Quella competizione sfrenata (capitalistica) che rovina anche la scuola…

di MASSIMO AMADORI
Come insegnante di liceo e commissario esterno agli esami di maturità vorrei fare una riflessione in merito ai due ragazzi che hanno deciso di non sostenere la prova orale, perché contrari all’ attuale sistema scolastico e in particolare ai voti. Penso che sia un tema complesso e che bisognerebbe quindi evitare ogni posizione manichea, sia di esaltazione sia di condanna.
I due studenti hanno avuto il merito di aver posto all’ opinione pubblica un tema importante: quello della funzionalità dell’attuale sistema scolastico. Da docente sono il primo a dire che molte cose a scuola non funzionano e sono d’accordo con i ragazzi nel criticare il sistema competitivo dei voti, che crea solo ansia. Certamente l’intero sistema si basa sulla competizione, ma la scuola dovrebbe formare cittadini pensanti e dotati di senso critico, non automi abituati alla logica capitalistica della prestazione e della competizione.
Io contesto l’ideologia del merito, perché siamo tutti diversi e anche perché il cosiddetto "merito" mira a cancellare il fatto che viviamo in una società classista, in cui se nasci povero rimani povero e se nasci ricco rimani ricco. Conta la classe sociale, non il merito.

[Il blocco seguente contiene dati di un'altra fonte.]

//! Command-line interface argument parsing for cno-query.
//!
//! - `cno-query show --uf SC`: interactive dashboard
//! - `cno-query query --uf PR --start 2024-01-01 --format csv --format zip`
//! - `cno-query sql --uf all --city "Pérola d'Oeste"`: print the SQL only

use std::path::PathBuf;

use anyhow::{Context, Result};
use clap::{Args, Parser, Subcommand};

use crate::export::{ExportFormat, DEFAULT_BASE_NAME};
use crate::query::{parse_date, parse_municipalities, FilterParams, StateFilter};
use crate::warehouse::Credentials;

/// Secret holding the billing project ID
pub const BILLING_PROJECT_ENV: &str = "BILLING_PROJECT_ID";
/// Secret holding the service-account key JSON itself
pub const SERVICE_ACCOUNT_JSON_ENV: &str = "GCP_SERVICE_ACCOUNT_JSON";
/// Path to a service-account key file
pub const CREDENTIALS_PATH_ENV: &str = "GOOGLE_APPLICATION_CREDENTIALS";

/// Query CNO (Cadastro Nacional de Obras) microdata from Base dos Dados on BigQuery.
#[derive(Parser, Debug)]
#[command(name = "cno-query")]
#[command(author, version, about, long_about = None)]
pub struct Cli {
    #[command(subcommand)]
    pub command: Commands,
}

#[derive(Subcommand, Debug)]
pub enum Commands {
    /// Launch the interactive dashboard
    Show {
        #[command(flatten)]
        connection: ConnectionArgs,

        #[command(flatten)]
        filters: FilterArgs,
    },

    /// Run one query and write the requested exports
    Query {
        #[command(flatten)]
        connection: ConnectionArgs,

        #[command(flatten)]
        filters: FilterArgs,

        /// Export format (xlsx, csv or zip); repeat for several
        #[arg(short, long = "format", default_value = "xlsx", value_parser = parse_format)]
        formats: Vec<ExportFormat>,
    },

    /// Print the generated SQL without running it
    Sql {
        #[command(flatten)]
        filters: FilterArgs,
    },
}

#[derive(Args, Debug, Clone)]
pub struct ConnectionArgs {
    /// Google Cloud project billed for the queries [env: BILLING_PROJECT_ID]
    #[arg(short, long)]
    pub billing_project: Option<String>,

    /// Path to a service-account key file
    #[arg(long)]
    pub credentials: Option<PathBuf>,

    /// Directory the exports are written to
    #[arg(short, long, default_value = ".")]
    pub output_dir: PathBuf,
}

#[derive(Args, Debug, Clone)]
pub struct FilterArgs {
    /// State code (UF), or "all"
    #[arg(long, default_value = "PR")]
    pub uf: String,

    /// First `data_inicio` day (YYYY-MM-DD); pass "" for no lower bound
    #[arg(long, default_value = "2023-05-16")]
    pub start: String,

    /// Last `data_inicio` day (YYYY-MM-DD); pass "" for no upper bound
    #[arg(long, default_value = "2025-05-16")]
    pub end: String,

    /// Municipality name; repeat or comma-separate for several
    #[arg(long = "city")]
    pub cities: Vec<String>,

    /// Maximum rows to fetch (1-500000)
    #[arg(short, long, default_value_t = crate::query::DEFAULT_ROW_LIMIT)]
    pub limit: u32,

    /// Decode coded columns through the dictionary table
    #[arg(long)]
    pub decode: bool,

    /// Base name for exported files
    #[arg(short, long, default_value = DEFAULT_BASE_NAME)]
    pub name: String,
}

fn parse_format(s: &str) -> Result<ExportFormat, String> {
    ExportFormat::parse(s).ok_or_else(|| format!("unknown format '{s}' (expected xlsx, csv or zip)"))
}

impl FilterArgs {
    /// Parse and validate into query parameters
    pub fn to_params(&self) -> Result<FilterParams> {
        let municipalities = self
            .cities
            .iter()
            .flat_map(|c| parse_municipalities(c))
            .collect();

        let params = FilterParams {
            state: StateFilter::parse(&self.uf)?,
            start_date: parse_date(&self.start)?,
            end_date: parse_date(&self.end)?,
            municipalities,
            row_limit: self.limit,
            decode_dictionary: self.decode,
        };
        params.validate().context("Invalid filters")
    }
}

impl Cli {
    /// Parse command line arguments
    pub fn parse_args() -> Self {
        Cli::parse()
    }
}

/// Pick the service-account source: the flag wins, then the inline JSON
/// secret, then the key-file path variable.
pub fn resolve_credentials(
    flag: Option<PathBuf>,
    inline_json: Option<String>,
    path_env: Option<String>,
) -> Option<Credentials> {
    let non_blank = |s: &String| !s.trim().is_empty();
    flag.map(Credentials::File)
        .or_else(|| inline_json.filter(non_blank).map(Credentials::Inline))
        .or_else(|| path_env.filter(non_blank).map(|p| Credentials::File(PathBuf::from(p))))
}

fn env_var(name: &str) -> Option<String> {
    std::env::var(name).ok().filter(|v| !v.trim().is_empty())
}

/// Configuration derived from CLI arguments and the secrets store
#[derive(Debug, Clone)]
pub struct AppConfig {
    pub billing_project: Option<String>,
    pub credentials: Option<Credentials>,
    pub output_dir: PathBuf,
    pub filters: FilterParams,
    pub file_base: String,
}

impl AppConfig {
    /// Combine parsed arguments with the secrets found in the environment
    /// (after `.env` has been loaded).
    pub fn from_args(connection: ConnectionArgs, filters: &FilterArgs) -> Result<Self> {
        let billing_project = connection
            .billing_project
            .filter(|p| !p.trim().is_empty())
            .or_else(|| env_var(BILLING_PROJECT_ENV));

        let credentials = resolve_credentials(
            connection.credentials,
            env_var(SERVICE_ACCOUNT_JSON_ENV),
            env_var(CREDENTIALS_PATH_ENV),
        );

        Ok(AppConfig {
            billing_project,
            credentials,
            output_dir: connection.output_dir,
            filters: filters.to_params()?,
            file_base: filters.name.clone(),
        })
    }
}
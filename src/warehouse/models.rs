//! Tabular query results as returned by the warehouse.

use std::fmt;

use serde::{Deserialize, Serialize};

/// Column type as reported by the warehouse schema
#[derive(Debug, Clone, PartialEq, Eq, Serialize, Deserialize)]
pub enum ColumnType {
    String,
    Integer,
    Float,
    Boolean,
    Date,
    Timestamp,
    Other(String),
}

impl ColumnType {
    /// Map a BigQuery type name (legacy or standard SQL spelling)
    pub fn from_bigquery(name: &str) -> Self {
        match name.to_ascii_uppercase().as_str() {
            "STRING" => ColumnType::String,
            "INTEGER" | "INT64" => ColumnType::Integer,
            "FLOAT" | "FLOAT64" | "NUMERIC" | "BIGNUMERIC" => ColumnType::Float,
            "BOOLEAN" | "BOOL" => ColumnType::Boolean,
            "DATE" => ColumnType::Date,
            "TIMESTAMP" | "DATETIME" => ColumnType::Timestamp,
            other => ColumnType::Other(other.to_string()),
        }
    }
}

#[derive(Debug, Clone, PartialEq, Serialize, Deserialize)]
pub struct Column {
    pub name: String,
    pub column_type: ColumnType,
}

/// A single typed cell
#[derive(Debug, Clone, PartialEq, Serialize, Deserialize)]
#[serde(untagged)]
pub enum CellValue {
    Null,
    Bool(bool),
    Int(i64),
    Float(f64),
    Text(String),
}

impl CellValue {
    /// Type a raw cell string according to its column type.
    ///
    /// Values that do not parse as the declared type are kept as text.
    pub fn from_raw(raw: Option<&str>, column_type: &ColumnType) -> Self {
        let Some(raw) = raw else {
            return CellValue::Null;
        };
        match column_type {
            ColumnType::Integer => raw
                .parse()
                .map(CellValue::Int)
                .unwrap_or_else(|_| CellValue::Text(raw.to_string())),
            ColumnType::Float => raw
                .parse()
                .map(CellValue::Float)
                .unwrap_or_else(|_| CellValue::Text(raw.to_string())),
            ColumnType::Boolean => match raw.to_ascii_lowercase().as_str() {
                "true" => CellValue::Bool(true),
                "false" => CellValue::Bool(false),
                _ => CellValue::Text(raw.to_string()),
            },
            _ => CellValue::Text(raw.to_string()),
        }
    }

    pub fn is_null(&self) -> bool {
        matches!(self, CellValue::Null)
    }
}

impl fmt::Display for CellValue {
    fn fmt(&self, f: &mut fmt::Formatter<'_>) -> fmt::Result {
        match self {
            CellValue::Null => Ok(()),
            CellValue::Bool(v) => write!(f, "{v}"),
            CellValue::Int(v) => write!(f, "{v}"),
            CellValue::Float(v) => write!(f, "{v}"),
            CellValue::Text(v) => write!(f, "{v}"),
        }
    }
}

/// Result of one warehouse query
#[derive(Debug, Clone, Default, PartialEq, Serialize, Deserialize)]
pub struct QueryResult {
    pub columns: Vec<Column>,
    pub rows: Vec<Vec<CellValue>>,
}

impl QueryResult {
    pub fn new(columns: Vec<Column>, rows: Vec<Vec<CellValue>>) -> Self {
        QueryResult { columns, rows }
    }

    pub fn len(&self) -> usize {
        self.rows.len()
    }

    pub fn is_empty(&self) -> bool {
        self.rows.is_empty()
    }

    /// First `n` rows, for previews
    pub fn head(&self, n: usize) -> &[Vec<CellValue>] {
        &self.rows[..n.min(self.rows.len())]
    }

    pub fn column_names(&self) -> Vec<&str> {
        self.columns.iter().map(|c| c.name.as_str()).collect()
    }
}

#[cfg(test)]
mod tests {
    use super::*;

    #[test]
    fn test_column_type_mapping() {
        assert_eq!(ColumnType::from_bigquery("INT64"), ColumnType::Integer);
        assert_eq!(ColumnType::from_bigquery("numeric"), ColumnType::Float);
        assert_eq!(ColumnType::from_bigquery("DATE"), ColumnType::Date);
        assert_eq!(
            ColumnType::from_bigquery("GEOGRAPHY"),
            ColumnType::Other("GEOGRAPHY".into())
        );
    }

    #[test]
    fn test_cell_typing() {
        assert_eq!(
            CellValue::from_raw(Some("42"), &ColumnType::Integer),
            CellValue::Int(42)
        );
        assert_eq!(
            CellValue::from_raw(Some("1.5"), &ColumnType::Float),
            CellValue::Float(1.5)
        );
        assert_eq!(
            CellValue::from_raw(Some("abc"), &ColumnType::Integer),
            CellValue::Text("abc".into())
        );
        assert!(CellValue::from_raw(None, &ColumnType::String).is_null());
        assert_eq!(CellValue::Null.to_string(), "");
    }

    #[test]
    fn test_head_clamps() {
        let result = QueryResult::new(vec![], vec![vec![CellValue::Int(1)]; 3]);
        assert_eq!(result.head(100).len(), 3);
        assert_eq!(result.head(2).len(), 2);
    }
}
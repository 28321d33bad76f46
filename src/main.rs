//! cno-query: a terminal dashboard for CNO construction records
//!
//! Builds a filtered query over the Base dos Dados CNO tables, runs it on
//! BigQuery, previews the rows and exports them as xlsx, csv or zip.

mod app;
mod cli;
mod export;
mod logging;
mod query;
mod ui;
mod warehouse;

use anyhow::{bail, Context, Result};
use cli::{AppConfig, Cli, Commands, BILLING_PROJECT_ENV};
use export::ExportFormat;
use logging::LogTarget;
use warehouse::{BigQueryClient, Warehouse};

fn main() -> Result<()> {
    // Secrets may live in a local .env file
    dotenvy::dotenv().ok();

    // Parse CLI arguments
    let cli = Cli::parse_args();

    match cli.command {
        Commands::Show {
            connection,
            filters,
        } => {
            logging::init(LogTarget::File)?;
            let config = AppConfig::from_args(connection, &filters)?;

            // Run the TUI application
            app::run(config)?;
        }
        Commands::Query {
            connection,
            filters,
            formats,
        } => {
            logging::init(LogTarget::Stderr)?;
            let config = AppConfig::from_args(connection, &filters)?;
            run_once(config, &formats)?;
        }
        Commands::Sql { filters } => {
            let params = filters.to_params()?;
            println!("{}", query::build_query(&params));
        }
    }

    Ok(())
}

/// Run the query once and write every requested export
fn run_once(config: AppConfig, formats: &[ExportFormat]) -> Result<()> {
    let Some(billing_project) = config.billing_project else {
        bail!("Billing project ID is required: pass --billing-project or set {BILLING_PROJECT_ENV}");
    };
    let credentials = config
        .credentials
        .context("No service-account credentials found")?;

    let sql = query::build_query(&config.filters);
    let client = BigQueryClient::new(billing_project, credentials)?;
    let result = client.run_query(&sql).context("Query failed")?;

    if result.is_empty() {
        tracing::warn!("No rows found for the selected filters");
        return Ok(());
    }

    for format in formats {
        let artifact = export::encode(&result, *format, &config.file_base)?;
        let path = artifact.write_to(&config.output_dir)?;
        println!("{}", path.display());
    }

    Ok(())
}
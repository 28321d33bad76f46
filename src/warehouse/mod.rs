//! Remote warehouse access: the BigQuery client, result types and the
//! lookup cache.

mod cache;
mod client;
mod models;

pub use cache::LookupCache;
pub use client::{BigQueryClient, Credentials, Warehouse, WarehouseError};
pub use models::{CellValue, Column, ColumnType, QueryResult};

Fatta questa premessa, secondo me i ragazzi hanno sbagliato a non sostenere l’esame, perché con tutti i suoi limiti la maturità rappresenta la fine di un percorso. Gli studenti avrebbero potuto tranquillamente esporre il loro punto di vista davanti alla commissione dopo aver sostenuto la prova orale, dimostrando così anche di avere spirito critico (io avrei apprezzato molto). Rispetto la loro scelta ma non la condivido. In ogni caso erano in diritto di farlo, perché erano già arrivati a 60 punti con gli scritti e i crediti. I ragazzi hanno comunque dimostrato spirito critico e sono più maturi loro dei boomer che li insultano. I social sono pieni di cinquantenni e sessantenni che si permettono di insultare dei ragazzini che potrebbero essere loro figli o nipoti. Una parte dei boomer odia i giovani, in particolare quelli che hanno spirito critico. Per loro vale solo la disciplina e il principio di autorità. Mai una volta che provino a parlare con i giovani, a capire le difficoltà dei ragazzi, i loro sogni e le loro aspirazioni.
Io sono un docente di 32 anni, ho appena 13 anni in più degli studenti che ho esaminato. Mi sento ancora giovane e forse anche per questo riesco a capire i ragazzi. Anche la mia generazione è schiacciata dalla competizione, dalla precarietà e dall’ideologia del merito. Auguro a questi ragazzi tutto il meglio possibile e sono convinto che le nuove generazioni cambieranno il mondo. Alla faccia dei boomer. Magari in futuro avremo una scuola fondata sulla crescita di ogni studente e non sulla competizione sfrenata, così come avremo una società fondata non sul profitto e sulla competizione ma sulla solidarietà e la cooperazione. Speriamo.